## Task brief
Every line containing "seen" should be copied out. Go through the entries and find them.

Data extracted from a collection
//! Generation bookkeeping around the force simulation.
//!
//! One [`Simulation`] lives per (node-id set, edge-id set, canvas size). A
//! change to any of those rebuilds it; the previous instance is stopped
//! before the next one is created, so two never tick at once.

use std::collections::{HashMap, HashSet};
use std::rc::Rc;

use log::{debug, info, warn};
use rand::rngs::SmallRng;
use rand::{Rng, SeedableRng};

use crate::graph::KnowledgeGraph;

use super::config::LayoutConfig;
use super::simulation::{Simulation, SimulationEdge, SimulationNode, layer_band};

/// Extra hit-test slack around a node, in graph units.
const HIT_SLACK: f64 = 3.0;
/// Share of the canvas width used for initial horizontal scatter.
const SCATTER_X: f64 = 0.6;
/// Share of a layer band used for initial vertical scatter.
const SCATTER_Y: f64 = 0.5;

/// Outcome of [`ForceLayoutEngine::update`].
#[derive(Clone, Copy, Debug, PartialEq, Eq)]
pub enum LayoutChange {
	/// No nodes or a zero-sized canvas; nothing is simulated.
	Cleared,
	/// Same nodes, edges and size as the running generation.
	Unchanged,
	/// A new generation was started.
	Rebuilt {
		/// Nodes kept their previous coordinates.
		preserved_positions: bool,
		/// Edges skipped because an endpoint is not in the node set.
		dropped_edges: usize,
	},
}

/// Immutable copy of the layout at one tick.
#[derive(Clone, Debug)]
pub struct LayoutSnapshot {
	/// Positioned nodes.
	pub nodes: Vec<SimulationNode>,
	/// Edges with both endpoints resolved.
	pub edges: Vec<SimulationEdge>,
	/// Simulation heat at this tick.
	pub alpha: f64,
	/// Alpha fell below its minimum; no further ticks follow.
	pub stabilized: bool,
}

/// Owns the simulation for one view and rebuilds it when the graph or canvas changes.
pub struct ForceLayoutEngine {
	config: LayoutConfig,
	simulation: Option<Simulation>,
	index: HashMap<String, usize>,
	node_key: Vec<String>,
	edge_key: Vec<String>,
	size: (f64, f64),
	generation: u64,
	stabilized: bool,
	rng: SmallRng,
}

impl ForceLayoutEngine {
	/// Engine with nothing to lay out yet.
	pub fn new(config: LayoutConfig) -> Self {
		let rng = SmallRng::seed_from_u64(config.seed);
		Self {
			config,
			simulation: None,
			index: HashMap::new(),
			node_key: Vec::new(),
			edge_key: Vec::new(),
			size: (0.0, 0.0),
			generation: 0,
			stabilized: false,
			rng,
		}
	}

	/// Tuning in use.
	pub fn config(&self) -> &LayoutConfig {
		&self.config
	}

	/// Bumped on every rebuild.
	pub fn generation(&self) -> u64 {
		self.generation
	}

	/// Brings the simulation in line with `graph` on a `width` x `height`
	/// canvas.
	pub fn update(&mut self, graph: &KnowledgeGraph, width: f64, height: f64) -> LayoutChange {
		if graph.nodes.is_empty() || width <= 0.0 || height <= 0.0 {
			if self.simulation.is_some() {
				debug!("layout cleared ({} nodes, {width}x{height})", graph.nodes.len());
			}
			self.clear();
			return LayoutChange::Cleared;
		}

		let mut node_key: Vec<String> = graph.nodes.iter().map(|n| n.id.clone()).collect();
		node_key.sort();
		node_key.dedup();
		let mut edge_key: Vec<String> = graph.edges.iter().map(|e| e.id.clone()).collect();
		edge_key.sort();

		if self.simulation.is_some()
			&& node_key == self.node_key
			&& edge_key == self.edge_key
			&& (width, height) == self.size
		{
			return LayoutChange::Unchanged;
		}

		let previous: HashMap<String, (f64, f64)> = match &self.simulation {
			Some(sim) if node_key == self.node_key => sim
				.nodes()
				.iter()
				.map(|n| (n.id().to_owned(), (n.x, n.y)))
				.collect(),
			_ => HashMap::new(),
		};
		if let Some(sim) = self.simulation.as_mut() {
			sim.stop();
		}
		self.simulation = None;

		let band = layer_band(height);
		let mut seen = HashSet::new();
		let mut nodes = Vec::with_capacity(node_key.len());
		for node in &graph.nodes {
			if !seen.insert(node.id.as_str()) {
				continue;
			}
			let layer = node.node_type.layer();
			let (x, y) = match previous.get(&node.id) {
				Some(&position) => position,
				None => (
					width / 2.0 + self.rng.random_range(-0.5..0.5) * width * SCATTER_X,
					layer as f64 * band + band / 2.0 + self.rng.random_range(-0.5..0.5) * band * SCATTER_Y,
				),
			};
			nodes.push(SimulationNode {
				node: Rc::new(node.clone()),
				x,
				y,
				vx: 0.0,
				vy: 0.0,
				fx: None,
				fy: None,
				layer,
			});
		}
		let edges = graph
			.edges
			.iter()
			.map(|e| SimulationEdge::new(Rc::new(e.clone())))
			.collect();

		let (simulation, dropped_edges) =
			Simulation::new(nodes, edges, &self.config, width, height, self.rng.clone());
		if dropped_edges > 0 {
			warn!("dropped {dropped_edges} edges with missing endpoints");
		}
		self.index = simulation
			.nodes()
			.iter()
			.enumerate()
			.map(|(i, n)| (n.id().to_owned(), i))
			.collect();
		self.simulation = Some(simulation);
		self.node_key = node_key;
		self.edge_key = edge_key;
		self.size = (width, height);
		self.generation += 1;
		self.stabilized = false;

		let preserved_positions = !previous.is_empty();
		debug!(
			"layout rebuilt: generation {}, {} nodes, preserved positions: {preserved_positions}",
			self.generation,
			self.index.len()
		);
		LayoutChange::Rebuilt {
			preserved_positions,
			dropped_edges,
		}
	}

	fn clear(&mut self) {
		if let Some(sim) = self.simulation.as_mut() {
			sim.stop();
		}
		self.simulation = None;
		self.index.clear();
		self.node_key.clear();
		self.edge_key.clear();
		self.size = (0.0, 0.0);
		self.stabilized = false;
	}

	/// Kicks the current simulation back to the reheat alpha without
	/// touching positions. Returns false when there is nothing to reheat.
	pub fn reheat(&mut self) -> bool {
		let Some(sim) = self.simulation.as_mut() else {
			return false;
		};
		sim.restart_with_alpha(self.config.reheat_alpha);
		self.stabilized = false;
		debug!("layout reheated to alpha {}", self.config.reheat_alpha);
		true
	}

	/// Advances one tick and returns the new layout, or `None` when there is
	/// no running simulation.
	pub fn step(&mut self) -> Option<LayoutSnapshot> {
		let sim = self.simulation.as_mut()?;
		if !sim.is_running() {
			return None;
		}
		if !sim.tick() {
			self.stabilized = true;
			info!("layout stabilized after {} ticks", sim.ticks());
		}
		self.snapshot()
	}

	/// Copy of the current layout without ticking.
	pub fn snapshot(&self) -> Option<LayoutSnapshot> {
		let sim = self.simulation.as_ref()?;
		Some(LayoutSnapshot {
			nodes: sim.nodes().to_vec(),
			edges: sim.edges().to_vec(),
			alpha: sim.alpha(),
			stabilized: self.stabilized,
		})
	}

	/// Live view of the current nodes, empty when cleared.
	pub fn nodes(&self) -> &[SimulationNode] {
		match &self.simulation {
			Some(sim) => sim.nodes(),
			None => &[],
		}
	}

	/// Live view of the current edges, empty when cleared.
	pub fn edges(&self) -> &[SimulationEdge] {
		match &self.simulation {
			Some(sim) => sim.edges(),
			None => &[],
		}
	}

	/// A simulation exists and is still ticking.
	pub fn is_running(&self) -> bool {
		self.simulation.as_ref().is_some_and(Simulation::is_running)
	}

	/// The current simulation reached its stop condition on its own.
	pub fn is_stabilized(&self) -> bool {
		self.stabilized
	}

	/// Halts ticking without discarding positions.
	pub fn stop(&mut self) {
		if let Some(sim) = self.simulation.as_mut() {
			sim.stop();
		}
	}

	/// Live node by id.
	pub fn node(&self, id: &str) -> Option<&SimulationNode> {
		let &i = self.index.get(id)?;
		self.nodes().get(i)
	}

	/// Current position of a node.
	pub fn node_position(&self, id: &str) -> Option<(f64, f64)> {
		self.node(id).map(|n| (n.x, n.y))
	}

	/// Top-most node under a point in graph coordinates.
	pub fn node_at(&self, x: f64, y: f64) -> Option<&SimulationNode> {
		self.nodes().iter().rev().find(|n| {
			let r = n.node.node_type.radius() + HIT_SLACK;
			let (dx, dy) = (n.x - x, n.y - y);
			dx * dx + dy * dy <= r * r
		})
	}

	fn node_mut(&mut self, id: &str) -> Option<&mut SimulationNode> {
		let &i = self.index.get(id)?;
		self.simulation.as_mut()?.nodes_mut().get_mut(i)
	}

	/// Fixes a node at `(x, y)` until [`unpin`](Self::unpin).
	pub fn pin(&mut self, id: &str, x: f64, y: f64) -> bool {
		let Some(node) = self.node_mut(id) else {
			return false;
		};
		node.fx = Some(x);
		node.fy = Some(y);
		node.x = x;
		node.y = y;
		true
	}

	/// Lets a pinned node move again.
	pub fn unpin(&mut self, id: &str) -> bool {
		let Some(node) = self.node_mut(id) else {
			return false;
		};
		node.fx = None;
		node.fy = None;
		true
	}

	/// A positive target keeps the simulation warm; zero lets it cool off.
	pub fn set_alpha_target(&mut self, target: f64) {
		let Some(sim) = self.simulation.as_mut() else {
			return;
		};
		sim.set_alpha_target(target);
		if target > 0.0 {
			sim.restart();
			self.stabilized = false;
		}
	}

	/// Pins the node where it stands and warms the simulation so its
	/// neighbours follow the drag.
	pub fn drag_start(&mut self, id: &str) -> bool {
		let Some((x, y)) = self.node_position(id) else {
			return false;
		};
		self.pin(id, x, y);
		self.set_alpha_target(self.config.drag_alpha_target);
		true
	}

	/// Moves the pin of a dragged node.
	pub fn drag_move(&mut self, id: &str, x: f64, y: f64) -> bool {
		self.pin(id, x, y)
	}

	/// Releases the pin so the node rejoins the simulation.
	pub fn drag_end(&mut self, id: &str) -> bool {
		self.set_alpha_target(0.0);
		self.unpin(id)
	}
}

## Exercise solution
		let mut seen = HashSet::new();
			if !seen.insert(node.id.as_str()) {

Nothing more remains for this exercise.